A Globo recebeu notificação do Ministério Público Federal (MPF) na segunda-feira (30) para prestar esclarecimentos sobre uma denúncia envolvendo Jonas Sulzbach no BBB 26. O órgão solicita o envio de imagens do programa e informações sobre uma discussão com Juliano Floss, ocorrida em fevereiro, que motivou acusação de homofobia dentro do reality.
O episódio investigado envolve uma fala de Jonas Sulzbach, que teria chamado Juliano Floss de “afetadinho” durante uma discussão no confinamento. A denúncia foi apresentada por Agripino Magalhães, suplente de deputado federal por São Paulo e presidente da Associação do Orgulho LGBTQIAP+, que pediu apuração do caso pelas autoridades competentes, segundo a coluna Outro Canal, da Folha de S.Paulo.
O caso está sob análise do Ministério Público do Estado do Rio de Janeiro, que conduz a investigação.
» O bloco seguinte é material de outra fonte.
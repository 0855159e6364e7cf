//! Retry policy with bounded-attempt exponential backoff.
//!
//! The policy wraps a single operation: attempt 1 runs immediately, each
//! failure sleeps an exponentially growing, clamped delay before the next
//! attempt, and the last error propagates unchanged once attempts are
//! exhausted. Retries may re-run side-effecting work; callers must pass
//! idempotent or side-effect-free operations.

use std::future::Future;
use std::time::Duration;

use anyhow::Result;
use tracing::warn;

/// Bounded-attempt exponential backoff policy
#[derive(Debug, Clone)]
pub struct RetryPolicy {
    /// Maximum number of attempts (including the first try), at least 1
    pub max_attempts: u32,

    /// Base delay multiplier in seconds
    pub backoff_multiplier: f64,

    /// Floor on the backoff delay in seconds
    pub min_wait_seconds: f64,

    /// Ceiling on the backoff delay in seconds
    pub max_wait_seconds: f64,
}

impl Default for RetryPolicy {
    fn default() -> Self {
        Self {
            max_attempts: 3,
            backoff_multiplier: 1.0,
            min_wait_seconds: 1.0,
            max_wait_seconds: 10.0,
        }
    }
}

impl RetryPolicy {
    /// Calculate the backoff delay before retry `retry` (1-indexed):
    /// `clamp(multiplier * 2^(retry - 1), min_wait, max_wait)`.
    pub fn delay_for_attempt(&self, retry: u32) -> Duration {
        let exponential = self.backoff_multiplier * 2f64.powi(retry.saturating_sub(1) as i32);

        let clamped = exponential
            .min(self.max_wait_seconds)
            .max(self.min_wait_seconds)
            .max(0.0);

        Duration::from_secs_f64(clamped)
    }

    /// Check if another attempt is allowed after `attempt` attempts
    pub fn should_retry(&self, attempt: u32) -> bool {
        attempt < self.max_attempts
    }

    /// Drive an operation through the policy.
    ///
    /// The operation receives the 1-indexed attempt number and is invoked
    /// once per attempt. The backoff sleep uses the tokio clock, so tests
    /// can pause time.
    pub async fn execute<T, F, Fut>(&self, mut op: F) -> Result<T>
    where
        F: FnMut(u32) -> Fut,
        Fut: Future<Output = Result<T>>,
    {
        let mut attempt = 0u32;

        loop {
            attempt += 1;

            match op(attempt).await {
                Ok(value) => return Ok(value),
                Err(e) => {
                    if !self.should_retry(attempt) {
                        return Err(e);
                    }

                    let delay = self.delay_for_attempt(attempt);
                    warn!(
                        attempt,
                        delay_ms = delay.as_millis() as u64,
                        error = %e,
                        "attempt failed, retrying"
                    );
                    tokio::time::sleep(delay).await;
                }
            }
        }
    }
}
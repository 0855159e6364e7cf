//! Host resource sampling for the metrics summary.
//!
//! Readings are best-effort: anything the host cannot report comes back
//! as [`Utilization::Unavailable`] rather than an error, and serializes
//! as zero so the presentation layer never has to special-case it.

use serde::{Serialize, Serializer};
use sysinfo::{System, MINIMUM_CPU_UPDATE_INTERVAL};

/// A single utilization reading.
///
/// `Unavailable` is distinct from `Percent(0.0)` so callers can tell
/// "no GPU on this host" apart from "GPU idle".
#[derive(Debug, Clone, Copy, PartialEq)]
pub enum Utilization {
    /// Measured utilization in percent
    Percent(f32),

    /// The host could not report this reading
    Unavailable,
}

impl Utilization {
    /// Reading as a percentage, zero when unavailable
    pub fn as_percent(&self) -> f32 {
        match self {
            Self::Percent(value) => *value,
            Self::Unavailable => 0.0,
        }
    }

    /// Check if the reading was actually measured
    pub fn is_available(&self) -> bool {
        matches!(self, Self::Percent(_))
    }
}

impl Serialize for Utilization {
    fn serialize<S: Serializer>(&self, serializer: S) -> Result<S::Ok, S::Error> {
        serializer.serialize_f32(self.as_percent())
    }
}

/// Point-in-time host utilization snapshot
#[derive(Debug, Clone, Copy, Serialize)]
pub struct SystemSample {
    /// CPU utilization across all cores
    pub cpu_percent: Utilization,

    /// Physical memory utilization
    pub memory_percent: Utilization,

    /// GPU utilization
    pub gpu_percent: Utilization,

    /// GPU memory utilization
    pub gpu_memory_percent: Utilization,
}

impl SystemSample {
    /// A sample with every reading unavailable
    pub fn unavailable() -> Self {
        Self {
            cpu_percent: Utilization::Unavailable,
            memory_percent: Utilization::Unavailable,
            gpu_percent: Utilization::Unavailable,
            gpu_memory_percent: Utilization::Unavailable,
        }
    }
}

/// Samples host CPU and memory utilization on demand.
///
/// Keeps the `sysinfo` state between samples; CPU usage is computed
/// from the delta between two refreshes.
pub struct ResourceMonitor {
    system: System,
}

impl Default for ResourceMonitor {
    fn default() -> Self {
        Self::new()
    }
}

impl ResourceMonitor {
    /// Create a monitor with no pre-loaded state
    pub fn new() -> Self {
        Self {
            system: System::new(),
        }
    }

    /// Take a point-in-time sample of host utilization.
    ///
    /// Blocks briefly (the minimum CPU update interval) so the CPU
    /// reading reflects current load rather than the previous call.
    pub fn sample(&mut self) -> SystemSample {
        SystemSample {
            cpu_percent: self.sample_cpu(),
            memory_percent: self.sample_memory(),
            // No GPU probe on this backend; hosts without one report zero
            // in the summary either way.
            gpu_percent: Utilization::Unavailable,
            gpu_memory_percent: Utilization::Unavailable,
        }
    }

    fn sample_cpu(&mut self) -> Utilization {
        self.system.refresh_cpu_usage();
        std::thread::sleep(MINIMUM_CPU_UPDATE_INTERVAL);
        self.system.refresh_cpu_usage();

        if self.system.cpus().is_empty() {
            return Utilization::Unavailable;
        }

        let usage = self.system.global_cpu_usage();
        if usage.is_finite() {
            Utilization::Percent(usage)
        } else {
            Utilization::Unavailable
        }
    }

    fn sample_memory(&mut self) -> Utilization {
        self.system.refresh_memory();

        let total = self.system.total_memory();
        if total == 0 {
            return Utilization::Unavailable;
        }

        let used = self.system.used_memory();
        Utilization::Percent(used as f32 / total as f32 * 100.0)
    }
}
Além da notificação enviada à Globo, o órgão também deve ouvir Jonas Sulzbach nos próximos dias. A apuração busca verificar se houve prática de crime relacionado à discriminação por orientação sexual ou identidade de gênero.
Jonas Sulzbach pode responder por homofobia
Se as acusações forem confirmadas ao fim do procedimento investigatório, o Ministério Público poderá apresentar denúncia formal à Justiça. Nesse cenário, Jonas Sulzbach pode responder por crimes de homofobia e transfobia, conforme previsto na legislação. A análise depende do conteúdo das imagens solicitadas e de eventuais depoimentos colhidos ao longo da investigação. Na notificação, o MPF requisita o material audiovisual para avaliar o contexto das declarações exibidas no BBB 26.
A discussão ganhou repercussão nas redes sociais após a exibição do programa da Globo. A equipe de Juliano Floss criticou a postura do participante e divulgou uma nota. “Juliano é um homem hétero. O fato de Jonas acreditar que o chamar de ‘loirinha’ seja ofensivo diz muito mais sobre quem ofende do que sobre quem é ofendido”, afirmou a equipe do influenciador.